The move is part of Acorda’s plan to expand beyond its multiple sclerosis drug dalfampridine (Ampyra). Parkinson’s has clearly become an area of focus, starting with the company’s decision in September 2014 to buy Civitas and its inhalable version of the decades-old Parkinson’s drug, levodopa. Acorda paid $525 million for Civitas while the Chelsea, MA, company, a spinout of Alkermes, was preparing for an IPO. Acorda has said that it expects to file an application for approval of Civitas’ inhalable Parkinsons’ drug, CVT-301, in 2017. Phase 3 data should come later this year and go a long way towards proving whether Acorda’s gamble was a good one.
Through today’s deal, Acorda continues to try to supplement levodopa and manage Parkinsons’ patients’ “off” episodes, when their medications stop working (CVT-301, for instance, is meant to be emergency help for patients whose symptoms reoccur despite treatment). Tozadenant is being tested as an adjunct to regimens with levodopa/carbidopa, and Acorda has stepped in to help finance its big test in Phase 3—Biotie lost UCB as a partner for tozadenant in March 2014, when the Belgian company returned rights to the drug to Biotie.
At the time, Biotie stressed that the move was a “portfolio based decision” by UCB that didn’t reflect any concerns with the drug—portfolio rearrangements and buyouts cause perfectly fine drugs to end up on the shelf all the time, though they still leave lingering questions for the company left without a partner. NPS Pharmaceuticals, for instance, reacquired rights to two drugs from Takeda in 2013 after the Japanese company bought Nycomed—and those two drugs were the reason Shire paid $5.2 billion for NPS less than two years later. Biotie has followed a similar path, albeit with a far smaller payout. Now the question is who made the right call on tozadenant—and the answer will likely come over the next few years. Acorda hopes to file for approval of tozadenant in 2018.
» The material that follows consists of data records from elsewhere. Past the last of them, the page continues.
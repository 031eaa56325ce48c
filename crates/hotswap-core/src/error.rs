//! # error 模块说明
//!
//! ## 角色定位（Why）
//! - 热替换核心自身只有两类失败：缺少实现、实现未通过准入校验；
//! - 实现内部抛出的错误（委托错误）不在此处建模，由 `call` 原样交还调用方。
//!
//! ## 设计要求（What）
//! - 错误携带句柄标签，便于在多句柄装配中定位来源；
//! - 提供稳定的 `hotswap.*` 错误码，供监督者或告警规则匹配。

use alloc::borrow::Cow;

use thiserror::Error;

/// 热替换句柄的错误域。
///
/// # 教案式说明
/// - **意图 (Why)**：区分“句柄拒绝了实现”与“实现自己失败”，后者永远不会出现在本枚举中；
/// - **契约 (What)**：
///   - 构造或替换失败时，句柄保持原有实现不变；
///   - 所有变体可克隆、可比较，便于测试与跨线程传递；
/// - **设计权衡 (Trade-offs)**：标签与原因使用 `Cow<'static, str>`，静态字面量零分配，动态原因按需分配。
#[derive(Clone, Debug, Eq, PartialEq, Error)]
#[non_exhaustive]
pub enum SwapError {
    /// 构造或替换时未提供实现。
    ///
    /// - **触发点**：`SwapHandle::try_new(None)`、未设置初始实现的 builder、`try_replace(None)`。
    #[error("swap handle `{label}` requires an implementation")]
    MissingImplementation { label: Cow<'static, str> },

    /// 准入校验拒绝了候选实现。
    ///
    /// - **触发点**：builder 配置的 `admit` 闭包返回 `Err(reason)`；
    /// - **后置条件**：若发生在替换阶段，当前实现与世代号均保持不变。
    #[error("swap handle `{label}` rejected implementation: {reason}")]
    Rejected {
        label: Cow<'static, str>,
        reason: Cow<'static, str>,
    },
}

impl SwapError {
    /// 触发错误的句柄标签。
    pub fn label(&self) -> &str {
        match self {
            SwapError::MissingImplementation { label } | SwapError::Rejected { label, .. } => label,
        }
    }

    /// 稳定错误码，格式固定为 `hotswap.<kind>`。
    pub fn code(&self) -> &'static str {
        match self {
            SwapError::MissingImplementation { .. } => "hotswap.missing_implementation",
            SwapError::Rejected { .. } => "hotswap.rejected",
        }
    }

    pub(crate) fn missing(label: &Cow<'static, str>) -> Self {
        SwapError::MissingImplementation {
            label: label.clone(),
        }
    }

    pub(crate) fn rejected(label: &Cow<'static, str>, reason: Cow<'static, str>) -> Self {
        SwapError::Rejected {
            label: label.clone(),
            reason,
        }
    }
}
#![cfg(not(feature = "loom-model"))]
//! 热替换句柄的行为契约测试。
//!
//! # 教案级导览
//!
//! - **Why**：句柄的全部价值在于“透明”：替换前后调用结果分别等于对应实现的结果，错误原样透传；
//! - **How**：以带前缀的回显能力为载体，分别覆盖构造、替换、错误透传、在途调用与代理视图；
//! - **What**：所有用例单线程或以屏障精确控制交错，不依赖调度时序。

use std::borrow::Cow;
use std::sync::atomic::{AtomicUsize, Ordering};
use std::sync::{Arc, Barrier, mpsc};
use std::thread;

use hotswap_core::{Generation, SwapError, SwapHandle, SwapProxy, forward_capability};

#[derive(Clone, Debug, PartialEq, Eq)]
enum EchoError {
    Refused { input: String, by: &'static str },
}

trait Echo: Send + Sync {
    fn echo(&self, input: &str) -> Result<String, EchoError>;
    fn name(&self) -> &'static str;
}

forward_capability! {
    impl Echo for dyn Echo {
        fn echo(&self, input: &str) -> Result<String, EchoError>;
        fn name(&self) -> &'static str;
    }
}

struct Prefixed {
    prefix: &'static str,
}

impl Echo for Prefixed {
    fn echo(&self, input: &str) -> Result<String, EchoError> {
        if input.is_empty() {
            return Err(EchoError::Refused {
                input: input.to_owned(),
                by: self.prefix,
            });
        }
        Ok(format!("{}:{input}", self.prefix))
    }

    fn name(&self) -> &'static str {
        self.prefix
    }
}

fn prefixed(prefix: &'static str) -> Arc<dyn Echo> {
    Arc::new(Prefixed { prefix })
}

/// 通过能力 trait 使用句柄的调用点，与普通实现的调用点写法一致。
fn echo_through(capability: &dyn Echo, input: &str) -> Result<String, EchoError> {
    capability.echo(input)
}

#[test]
fn echo_scenario_before_and_after_replacement() {
    let handle = SwapHandle::new(prefixed("A"));
    assert_eq!(handle.echo("x"), Ok("A:x".to_owned()));

    handle.replace(prefixed("B")).unwrap();
    assert_eq!(handle.echo("x"), Ok("B:x".to_owned()));

    let err = SwapHandle::<dyn Echo>::try_new(None).unwrap_err();
    assert!(matches!(err, SwapError::MissingImplementation { .. }));
    assert_eq!(err.label(), "anonymous");
}

#[test]
fn handle_is_transparent_for_every_operation() {
    let initial = prefixed("A");
    let handle = SwapHandle::new(Arc::clone(&initial));

    for input in ["x", "hello", "", "多字节"] {
        assert_eq!(handle.echo(input), initial.echo(input));
        assert_eq!(echo_through(&handle, input), initial.echo(input));
    }
    assert_eq!(handle.name(), initial.name());
}

#[test]
fn handle_is_transparent_after_replacement() {
    let handle = SwapHandle::new(prefixed("A"));
    let next = prefixed("B");
    handle.replace(Arc::clone(&next)).unwrap();

    for input in ["x", "hello", ""] {
        assert_eq!(handle.call(|c| c.echo(input)), next.echo(input));
    }
    assert_eq!(handle.name(), "B");
}

#[test]
fn delegated_errors_pass_through_unchanged() {
    let handle = SwapHandle::new(prefixed("A"));

    assert_eq!(
        handle.echo(""),
        Err(EchoError::Refused {
            input: String::new(),
            by: "A",
        })
    );

    handle.replace(prefixed("B")).unwrap();
    assert_eq!(
        handle.proxy().echo(""),
        Err(EchoError::Refused {
            input: String::new(),
            by: "B",
        })
    );
}

#[test]
fn last_sequential_replacement_wins() {
    const PREFIXES: [&str; 5] = ["p1", "p2", "p3", "p4", "p5"];
    let handle = SwapHandle::new(prefixed("p0"));

    for prefix in PREFIXES {
        let handle = handle.clone();
        thread::spawn(move || handle.replace(prefixed(prefix)).unwrap())
            .join()
            .unwrap();
    }

    assert_eq!(handle.echo("x"), Ok("p5:x".to_owned()));
    assert_eq!(handle.generation(), Generation::new(PREFIXES.len() as u64));
}

#[test]
fn proxies_follow_replacements_without_refetching() {
    let handle = SwapHandle::builder()
        .label("echo")
        .initial(prefixed("A"))
        .build()
        .unwrap();
    let proxy: SwapProxy<dyn Echo> = handle.proxy();
    let cloned = proxy.clone();

    assert_eq!(proxy.echo("x"), Ok("A:x".to_owned()));
    handle.replace(prefixed("B")).unwrap();

    assert_eq!(proxy.echo("x"), Ok("B:x".to_owned()));
    assert_eq!(cloned.echo("y"), Ok("B:y".to_owned()));
    assert_eq!(proxy.generation(), Generation::new(1));
    assert_eq!(proxy.label(), "echo");
}

#[test]
fn rejected_and_missing_replacements_keep_prior_binding() {
    let handle = SwapHandle::<dyn Echo>::builder()
        .label("echo")
        .initial(prefixed("A"))
        .admit(|candidate| {
            if candidate.name() == "bad" {
                Err(Cow::Borrowed("blocked prefix"))
            } else {
                Ok(())
            }
        })
        .build()
        .unwrap();

    let err = handle.replace(prefixed("bad")).unwrap_err();
    assert_eq!(err.code(), "hotswap.rejected");
    assert_eq!(err.to_string(), "swap handle `echo` rejected implementation: blocked prefix");

    let err = handle.try_replace(None).unwrap_err();
    assert_eq!(err.code(), "hotswap.missing_implementation");

    assert_eq!(handle.echo("x"), Ok("A:x".to_owned()));
    assert_eq!(handle.generation(), Generation::INITIAL);
}

/// 记录析构次数的实现，用于观察旧实现的释放时机。
struct Tracked {
    prefix: &'static str,
    drops: Arc<AtomicUsize>,
}

impl Echo for Tracked {
    fn echo(&self, input: &str) -> Result<String, EchoError> {
        Ok(format!("{}:{input}", self.prefix))
    }

    fn name(&self) -> &'static str {
        self.prefix
    }
}

impl Drop for Tracked {
    fn drop(&mut self) {
        self.drops.fetch_add(1, Ordering::SeqCst);
    }
}

#[test]
fn in_flight_call_completes_on_its_captured_implementation() {
    let drops = Arc::new(AtomicUsize::new(0));
    let old: Arc<dyn Echo> = Arc::new(Tracked {
        prefix: "old",
        drops: Arc::clone(&drops),
    });
    let handle = SwapHandle::new(old);

    let entered = Arc::new(Barrier::new(2));
    let (release_tx, release_rx) = mpsc::channel::<()>();

    let caller = {
        let proxy = handle.proxy();
        let entered = Arc::clone(&entered);
        thread::spawn(move || {
            proxy.call(|imp| {
                entered.wait();
                release_rx.recv().unwrap();
                imp.echo("x")
            })
        })
    };

    entered.wait();
    // 在途调用仍持有旧实现：替换立即返回，旧实现尚未析构。
    let generation = handle
        .replace(Arc::new(Tracked {
            prefix: "new",
            drops: Arc::clone(&drops),
        }))
        .unwrap();
    assert_eq!(generation, Generation::new(1));
    assert_eq!(handle.echo("x"), Ok("new:x".to_owned()));
    assert_eq!(drops.load(Ordering::SeqCst), 0);

    release_tx.send(()).unwrap();
    assert_eq!(caller.join().unwrap(), Ok("old:x".to_owned()));
    assert_eq!(drops.load(Ordering::SeqCst), 1);

    drop(handle);
    assert_eq!(drops.load(Ordering::SeqCst), 2);
}

#[test]
fn snapshot_pins_one_implementation_across_steps() {
    let handle = SwapHandle::new(prefixed("A"));
    let snapshot = handle.snapshot();

    let first = snapshot.echo("1");
    handle.replace(prefixed("B")).unwrap();
    let second = snapshot.echo("2");

    assert_eq!(first, Ok("A:1".to_owned()));
    assert_eq!(second, Ok("A:2".to_owned()));
    assert_eq!(snapshot.generation(), Generation::INITIAL);
    assert_eq!(snapshot.into_implementation().name(), "A");
}
#![cfg_attr(not(any(feature = "std", feature = "loom-model")), no_std)]
#![deny(unsafe_code)]
#![doc = "hotswap-core: 运行期可热替换的能力绑定与透明转发核心。"]
#![doc = ""]
#![doc = "== 角色定位 =="]
#![doc = "调用方持有一个稳定的间接点（[`SwapHandle`] 或其只读视图 [`SwapProxy`]），经由它调用能力（trait）上的操作；"]
#![doc = "持有替换策略的一方可随时以 [`SwapHandle::replace`] 原子发布新实现，调用方无需重新获取引用。"]
#![doc = ""]
#![doc = "== 并发语义 =="]
#![doc = "每次调用在分派开始时读取一次实现快照，并在整个调用期间只面对该实现；替换不等待在途调用，"]
#![doc = "被替换的实现在最后一个在途调用结束后自动释放。替换之间以 CAS 串行化，世代号 [`Generation`] 严格递增。"]
#![doc = ""]
#![doc = "== 错误语义 =="]
#![doc = "句柄自身只在构造或替换被拒绝时失败（[`SwapError`]）；实现返回的错误原样透传，不做包装。"]

extern crate alloc;
#[cfg(all(test, not(any(feature = "std", feature = "loom-model"))))]
extern crate std;

mod arc_swap;
mod macros;

pub mod builder;
pub mod error;
pub mod handle;

pub use builder::SwapHandleBuilder;
pub use error::SwapError;
pub use handle::{Generation, Snapshot, SwapHandle, SwapProxy};
//! 热替换句柄的配置构造器。
//!
//! # 设计初衷（Why）
//! - 将“标签”“准入校验”“初始实现”三项配置集中在一处装配，构造完成后全部不可变；
//! - 准入校验同时作用于初始实现与之后的每次替换，使“非法实现”规则只需声明一次。
//!
//! # 使用方式（How）
//! ```
//! use std::sync::Arc;
//! use hotswap_core::SwapHandle;
//!
//! let handle = SwapHandle::<str>::builder()
//!     .label("greeting")
//!     .initial(Arc::from("hello"))
//!     .admit(|candidate: &str| {
//!         if candidate.is_empty() {
//!             Err("empty greeting".into())
//!         } else {
//!             Ok(())
//!         }
//!     })
//!     .build()
//!     .unwrap();
//!
//! assert!(handle.replace(Arc::from("")).is_err());
//! assert_eq!(handle.call(|s| s.len()), 5);
//! ```

use alloc::borrow::Cow;
use alloc::sync::Arc;
use core::fmt;

use crate::error::SwapError;
use crate::handle::{DEFAULT_LABEL, SwapHandle};

/// 准入校验闭包：返回 `Err(reason)` 表示拒绝候选实现。
pub(crate) type Admission<T> = Arc<dyn Fn(&T) -> Result<(), Cow<'static, str>> + Send + Sync>;

/// [`SwapHandle`] 的构造器。
///
/// # 契约（What）
/// - `label` 默认为 `"anonymous"`，出现在错误与日志事件中；
/// - 未设置初始实现时 [`build`](Self::build) 返回 [`SwapError::MissingImplementation`]；
/// - 初始实现未通过准入校验时返回 [`SwapError::Rejected`]。
pub struct SwapHandleBuilder<T: ?Sized> {
    label: Cow<'static, str>,
    initial: Option<Arc<T>>,
    admission: Option<Admission<T>>,
}

impl<T: ?Sized> SwapHandleBuilder<T> {
    /// 空构造器。
    pub fn new() -> Self {
        Self {
            label: Cow::Borrowed(DEFAULT_LABEL),
            initial: None,
            admission: None,
        }
    }

    /// 设置句柄标签。
    pub fn label(mut self, label: impl Into<Cow<'static, str>>) -> Self {
        self.label = label.into();
        self
    }

    /// 设置初始实现。
    pub fn initial(mut self, initial: Arc<T>) -> Self {
        self.initial = Some(initial);
        self
    }

    /// 设置可能缺失的初始实现，缺失留待 [`build`](Self::build) 报告。
    pub fn initial_opt(mut self, initial: Option<Arc<T>>) -> Self {
        self.initial = initial;
        self
    }

    /// 设置准入校验。重复调用时后者覆盖前者。
    pub fn admit<F>(mut self, check: F) -> Self
    where
        F: Fn(&T) -> Result<(), Cow<'static, str>> + Send + Sync + 'static,
    {
        self.admission = Some(Arc::new(check));
        self
    }

    /// 完成装配。
    pub fn build(self) -> Result<SwapHandle<T>, SwapError> {
        let Self {
            label,
            initial,
            admission,
        } = self;

        let Some(initial) = initial else {
            tracing::warn!(handle = %label, "swap handle built without an initial implementation");
            return Err(SwapError::missing(&label));
        };

        if let Some(check) = &admission
            && let Err(reason) = check(&*initial)
        {
            tracing::warn!(handle = %label, %reason, "initial implementation rejected");
            return Err(SwapError::rejected(&label, reason));
        }

        Ok(SwapHandle::assemble(label, initial, admission))
    }
}

impl<T> SwapHandleBuilder<T> {
    /// 以值语义设置初始实现。
    pub fn initial_value(self, initial: T) -> Self {
        self.initial(Arc::new(initial))
    }
}

impl<T: ?Sized> Default for SwapHandleBuilder<T> {
    fn default() -> Self {
        Self::new()
    }
}

impl<T: ?Sized> fmt::Debug for SwapHandleBuilder<T> {
    fn fmt(&self, f: &mut fmt::Formatter<'_>) -> fmt::Result {
        f.debug_struct("SwapHandleBuilder")
            .field("label", &self.label)
            .field("has_initial", &self.initial.is_some())
            .field("has_admission", &self.admission.is_some())
            .finish()
    }
}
“Our acquisition of Biotie positions Acorda as a leader in Parkinson’s disease therapeutic development, with three clinical-stage compounds that have the potential to improve the lives of people with Parkinson’s,” CEO Ron Cohen said in a statement.
SYN120, the second drug in the deal, is for Parkinson’s-related dementia. Acorda gets two other assets as well—an experimental drug for a chronic liver disease called primary sclerosing cholangitis, and royalties on sales in Europe of a drug called nalmetrene (Selincro), used to reduce alcohol dependency.
Acorda will hold a conference call this morning to discuss the buyout.